Bad results anomaly detection


#1

hi,
I run my code of anomaly detection in ECG signal but , it give me a bad results but it’s ok I will update my code , and I will try to use numenta_detector and use getScalarMetricWithTimeOfDayAnomalyParams() (like NAB) , I guess when I use those two metrics my code will give me a good results,but the problem when I change some parameter (just to know why my result bad like that :sob: ) , the result are still the same , detect 2 anomaly and I have 4 anomaly ,
the parameter that I changed (learning Period,historic Window Size ,estimation Samples,estimation Period=100) I change it many and many time but the same result , I read some papers using author ML and I find some paperes use all the signe ECG and some one not, they cutting the ECG and use each wave (P,QRS,T).
so I got confused .
tttt
I have some questions:

  1. HTM is supervised anomaly detection that mean the data are not labelled , why in some exemple I find HTM use a dataset with labeled data.

  2. in the anomaly detection , the training is with (normal , abnormal or both) dataset

  3. and the important for me ,
    all of us we know that the signal ECG it has 3 waveforms (P, QRS and T waves)
    so did i create a encoder just for all the signal ECG(like I did) and then (training,predict…) or cutting my ECG signal and create a encoder for each wave , because maybe a data considered an anomaly in p wave but is not in the QRS wave (they don’t have the same features)


#2

Let me try my best.

  1. HTM by itself is unsupervised. The Spatial Pooler and Themporal Pooler learns on themselves. But the classifction algorithm (KNN, NN, SVM, SDR classifier) that converts SDR into categories are supervised.
    That’s not saying anomaly detection is supervised tho. Anomaly detection in HTM is unsupervised.

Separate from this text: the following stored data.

//! Multiple-choice trivia derived from analytics.
//!
//! Each strategy falls back to a simpler one when its signal is too sparse;
//! every chain ends at [`TriviaStrategy::MessageLength`], which always has an
//! answer.

use rand::seq::SliceRandom;
use rand::Rng;
use serde::{Deserialize, Serialize};
use tracing::debug;

use wrapped_types::AnalyticsResult;

/// Number of options in every question.
pub const OPTION_COUNT: usize = 4;

/// Generic words used to pad word-based questions.
const DISTRACTORS: [&str; 6] = [
    "python",
    "javascript",
    "analysis",
    "design",
    "workflow",
    "strategy",
];

const CREATIVE_WORDS: [&str; 6] = ["design", "create", "art", "music", "write", "creative"];
const TECH_WORDS: [&str; 6] = ["code", "python", "function", "api", "database", "server"];
const ANALYSIS_WORDS: [&str; 6] = ["data", "analyze", "metric", "trend", "pattern", "insight"];

/// A generated question.
#[derive(Debug, Clone, PartialEq, Eq, Serialize, Deserialize)]
#[serde(rename_all = "camelCase")]
pub struct TriviaQuestion {
    pub question: String,
    /// Exactly four distinct options
    pub options: Vec<String>,
    pub correct_answer_index: usize,
}

impl TriviaQuestion {
    /// The option at `correct_answer_index`.
    pub fn correct_answer(&self) -> Option<&str> {
        self.options.get(self.correct_answer_index).map(String::as_str)
    }
}

/// Question families.
#[derive(Debug, Clone, Copy, PartialEq, Eq)]
pub enum TriviaStrategy {
    /// Most frequent word, padded with distractors
    TopWord,
    /// One of the most discussed topics among the top four words
    Topic,
    /// Question-heavy vs statement-heavy
    ConversationStyle,
    /// Theme guessed from the top five words
    CommonTheme,
    /// Average user message length bucket
    MessageLength,
}

impl TriviaStrategy {
    pub const ALL: [TriviaStrategy; 5] = [
        TriviaStrategy::TopWord,
        TriviaStrategy::Topic,
        TriviaStrategy::ConversationStyle,
        TriviaStrategy::CommonTheme,
        TriviaStrategy::MessageLength,
    ];

    /// Build a question with this strategy, degrading when data is sparse.
    pub fn generate<R: Rng + ?Sized>(self, a: &AnalyticsResult, rng: &mut R) -> TriviaQuestion {
        let words = a.word_frequency.len();
        match self {
            TriviaStrategy::TopWord if words < 2 => TriviaStrategy::CommonTheme.generate(a, rng),
            TriviaStrategy::TopWord => top_word(a, rng),
            TriviaStrategy::Topic if words < OPTION_COUNT => {
                TriviaStrategy::ConversationStyle.generate(a, rng)
            }
            TriviaStrategy::Topic => topic(a, rng),
            TriviaStrategy::ConversationStyle if a.user_messages.is_empty() => {
                TriviaStrategy::MessageLength.generate(a, rng)
            }
            TriviaStrategy::ConversationStyle => conversation_style(a, rng),
            TriviaStrategy::CommonTheme if words < 3 => {
                TriviaStrategy::MessageLength.generate(a, rng)
            }
            TriviaStrategy::CommonTheme => common_theme(a, rng),
            TriviaStrategy::MessageLength => message_length(a, rng),
        }
    }
}

/// Generate one question using the thread-local random generator.
pub fn generate_trivia(analytics: &AnalyticsResult) -> TriviaQuestion {
    generate_trivia_with_rng(analytics, &mut rand::rng())
}

/// Generate one question with an explicit random source.
pub fn generate_trivia_with_rng<R: Rng + ?Sized>(
    analytics: &AnalyticsResult,
    rng: &mut R,
) -> TriviaQuestion {
    let strategy = TriviaStrategy::ALL[rng.random_range(0..TriviaStrategy::ALL.len())];
    debug!(?strategy, "Generating trivia");
    strategy.generate(analytics, rng)
}

/// Assemble four distinct shuffled options around `correct`.
///
/// `candidates` are used in order; missing slots are filled with random
/// distractors.
fn assemble<R: Rng + ?Sized>(
    question: &str,
    correct: String,
    candidates: impl IntoIterator<Item = String>,
    rng: &mut R,
) -> TriviaQuestion {
    let mut options = vec![correct.clone()];
    for candidate in candidates {
        if options.len() == OPTION_COUNT {
            break;
        }
        if !options.contains(&candidate) {
            options.push(candidate);
        }
    }

    let mut pool = DISTRACTORS.to_vec();
    pool.shuffle(rng);
    for distractor in pool {
        if options.len() == OPTION_COUNT {
            break;
        }
        if !options.iter().any(|o| o == distractor) {
            options.push(distractor.to_string());
        }
    }

    options.shuffle(rng);
    let correct_answer_index = options.iter().position(|o| *o == correct).unwrap_or(0);

    TriviaQuestion {
        question: question.to_string(),
        options,
        correct_answer_index,
    }
}

fn top_word<R: Rng + ?Sized>(a: &AnalyticsResult, rng: &mut R) -> TriviaQuestion {
    let correct = a.word_frequency[0].text.clone();
    let others = a.word_frequency[1..]
        .iter()
        .take(3)
        .map(|w| w.text.clone())
        .collect::<Vec<_>>();
    assemble(
        "Which word did you use most frequently in your conversations?",
        correct,
        others,
        rng,
    )
}

fn topic<R: Rng + ?Sized>(a: &AnalyticsResult, rng: &mut R) -> TriviaQuestion {
    let correct = a.word_frequency[0].text.clone();
    let others = a.word_frequency[1..OPTION_COUNT]
        .iter()
        .map(|w| w.text.clone())
        .collect::<Vec<_>>();
    assemble("What was one of your most discussed topics?", correct, others, rng)
}

fn conversation_style<R: Rng + ?Sized>(a: &AnalyticsResult, rng: &mut R) -> TriviaQuestion {
    let percentage =
        (a.user_question_count() as f64 / a.user_messages.len() as f64 * 100.0).round();
    let style = if percentage > 50.0 {
        "Question-Heavy"
    } else if percentage < 20.0 {
        "Statement-Heavy"
    } else {
        "Conversational"
    };

    assemble(
        "Which best describes your conversation style?",
        style.to_string(),
        ["Technical-Focused", "Abstract-Focused", "Detail-Oriented"].map(String::from),
        rng,
    )
}

fn common_theme<R: Rng + ?Sized>(a: &AnalyticsResult, rng: &mut R) -> TriviaQuestion {
    let top: Vec<String> = a.top_words(5).into_iter().map(|w| w.to_lowercase()).collect();
    let has_any = |set: &[&str]| top.iter().any(|w| set.contains(&w.as_str()));

    let theme = if has_any(&CREATIVE_WORDS) {
        "Creative Projects"
    } else if has_any(&TECH_WORDS) {
        "Technical Topics"
    } else if has_any(&ANALYSIS_WORDS) {
        "Data & Analysis"
    } else {
        "General Discussion"
    };

    assemble(
        "What was a primary theme in your conversations?",
        theme.to_string(),
        [
            "Creative Projects",
            "Technical Topics",
            "Data & Analysis",
            "General Discussion",
        ]
        .map(String::from),
        rng,
    )
}

fn message_length<R: Rng + ?Sized>(a: &AnalyticsResult, rng: &mut R) -> TriviaQuestion {
    let average = a.average_user_message_length();
    let pattern = if average > 300.0 {
        "Detailed"
    } else if average > 100.0 {
        "Moderate"
    } else {
        "Concise"
    };

    assemble(
        "How would you describe the length of your typical message?",
        pattern.to_string(),
        ["Concise", "Moderate", "Detailed", "Elaborate"].map(String::from),
        rng,
    )
}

  2. Train with the normal dataset. TM generates anomaly signal when seeing unknown patterns. So feed the TM with normal signals and it will tell you when a abnormal one is present.

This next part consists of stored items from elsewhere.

//! Decoder for flat-history exports.
//!
//! Accepts the official export keys (`uuid`, `name`, `created_at`,
//! `chat_messages`, `sender`) and the older `id`/`title`/`create_time`/
//! `history`/`role` layout.

use std::collections::HashSet;

use chrono::{DateTime, Utc};
use serde::Deserialize;
use serde_json::Value;
use tracing::{debug, warn};

use wrapped_types::{Author, Conversation, Message, Platform, WrappedError};

use crate::content::TurnContent;
use crate::parser::{conversation_records, require_conversations, unique_id, ExportParser};
use crate::timestamp::RawTimestamp;

#[derive(Debug, Deserialize)]
struct RawConversation {
    #[serde(default, alias = "id")]
    uuid: Option<String>,
    #[serde(default, alias = "title")]
    name: Option<String>,
    #[serde(default, alias = "create_time")]
    created_at: Option<RawTimestamp>,
    #[serde(alias = "history")]
    chat_messages: Vec<Value>,
}

#[derive(Debug, Deserialize)]
struct RawTurn {
    #[serde(default, alias = "role")]
    sender: Option<String>,
    #[serde(default)]
    content: Option<TurnContent>,
    #[serde(default)]
    text: Option<String>,
    #[serde(default, alias = "create_time")]
    created_at: Option<RawTimestamp>,
}

impl RawTurn {
    fn author(&self) -> Author {
        match self.sender.as_deref() {
            Some("human") | Some("user") => Author::User,
            _ => Author::Assistant,
        }
    }

    /// Text-typed content blocks, falling back to the flat `text` field.
    fn into_text(self) -> String {
        let from_content = self.content.map(TurnContent::into_text).unwrap_or_default();
        if !from_content.is_empty() {
            return from_content;
        }
        self.text.map(|t| t.trim().to_string()).unwrap_or_default()
    }
}

/// Parser for Claude data exports.
#[derive(Debug, Default, Clone)]
pub struct ClaudeParser;

impl ClaudeParser {
    /// Create a new parser.
    pub fn new() -> Self {
        Self
    }

    /// Decode with an explicit "now" used when no timestamp is available.
    pub fn parse_at(
        &self,
        raw: &str,
        now: DateTime<Utc>,
    ) -> Result<Vec<Conversation>, WrappedError> {
        let records = conversation_records(raw, Platform::Claude)?;
        let record_count = records.len();

        let mut seen = HashSet::new();
        let mut conversations = Vec::with_capacity(record_count);

        for (index, record) in records.into_iter().enumerate() {
            let convo: RawConversation = match serde_json::from_value(record) {
                Ok(convo) => convo,
                Err(e) => {
                    warn!(index, error = %e, "Skipping malformed conversation record");
                    continue;
                }
            };
            if let Some(convo) = decode_conversation(index, convo, now, &mut seen) {
                conversations.push(convo);
            }
        }

        require_conversations(Platform::Claude, record_count, conversations)
    }
}

fn decode_conversation(
    index: usize,
    raw: RawConversation,
    now: DateTime<Utc>,
    seen: &mut HashSet<String>,
) -> Option<Conversation> {
    // Per-turn timestamp, then conversation creation time, then now.
    let conversation_ts = raw
        .created_at
        .as_ref()
        .and_then(RawTimestamp::resolve)
        .unwrap_or(now);

    let messages: Vec<Message> = raw
        .chat_messages
        .into_iter()
        .filter_map(|value| match serde_json::from_value::<RawTurn>(value) {
            Ok(turn) => Some(turn),
            Err(e) => {
                debug!(index, error = %e, "Skipping malformed chat turn");
                None
            }
        })
        .filter_map(|turn| {
            let timestamp = turn
                .created_at
                .as_ref()
                .and_then(RawTimestamp::resolve)
                .unwrap_or(conversation_ts);
            let author = turn.author();
            let content = turn.into_text();
            (!content.is_empty()).then(|| Message::new(author, content, timestamp))
        })
        .collect();

    if messages.is_empty() {
        debug!(index, "Dropping conversation without usable messages");
        return None;
    }

    let id = unique_id(raw.uuid, Platform::Claude, index, seen);
    let title = raw
        .name
        .filter(|t| !t.trim().is_empty())
        .unwrap_or_else(|| Conversation::UNTITLED.to_string());

    Some(Conversation::new(
        id,
        title,
        conversation_ts.timestamp(),
        messages,
    ))
}

impl ExportParser for ClaudeParser {
    fn platform(&self) -> Platform {
        Platform::Claude
    }

    fn parse(&self, raw: &str) -> Result<Vec<Conversation>, WrappedError> {
        self.parse_at(raw, Utc::now())
    }
}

  3. I’ll say try both. There is no correct way to do it. Ideally HTM should learn the entire pattern of a ECG wave and thus capable of finding anomalies anywhere in the wave. But its not a bad idea to give HTM some help.

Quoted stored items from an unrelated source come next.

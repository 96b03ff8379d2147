//! Wall-clock conversion for calendar bucketing.

use chrono::{DateTime, FixedOffset, Local, NaiveDateTime, Offset, Utc};

/// Zone in which instants are assigned to days, hours and months.
#[derive(Debug, Clone, Copy, PartialEq, Eq)]
pub enum Bucketing {
    /// One offset for every instant
    Fixed(FixedOffset),
    /// Machine time zone, resolved per instant so daylight-saving changes
    /// within the history are honored
    Local,
}

impl Bucketing {
    /// Fixed at UTC.
    pub fn utc() -> Self {
        Bucketing::Fixed(Utc.fix())
    }

    /// Wall-clock time of `ts` in this zone.
    pub fn localize(&self, ts: DateTime<Utc>) -> NaiveDateTime {
        match self {
            Bucketing::Fixed(offset) => ts.with_timezone(offset).naive_local(),
            Bucketing::Local => ts.with_timezone(&Local).naive_local(),
        }
    }
}

impl Default for Bucketing {
    fn default() -> Self {
        Self::utc()
    }
}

BTW, can you share your code? It is difficult to know what is going on without your code and results.


#3

Train with the normal dataset

me too first I thought the training is by using only the normal data ( like one class SVM ), but some researchers said the training of unupervised ML is by using a data set contain normal and abnormal data

I’ll say try both. There is no correct way to do it. Ideally HTM should learn the entire pattern of a ECG wave and thus capable of finding anomalies anywhere in the wave. But its not a bad idea to give HTM some help.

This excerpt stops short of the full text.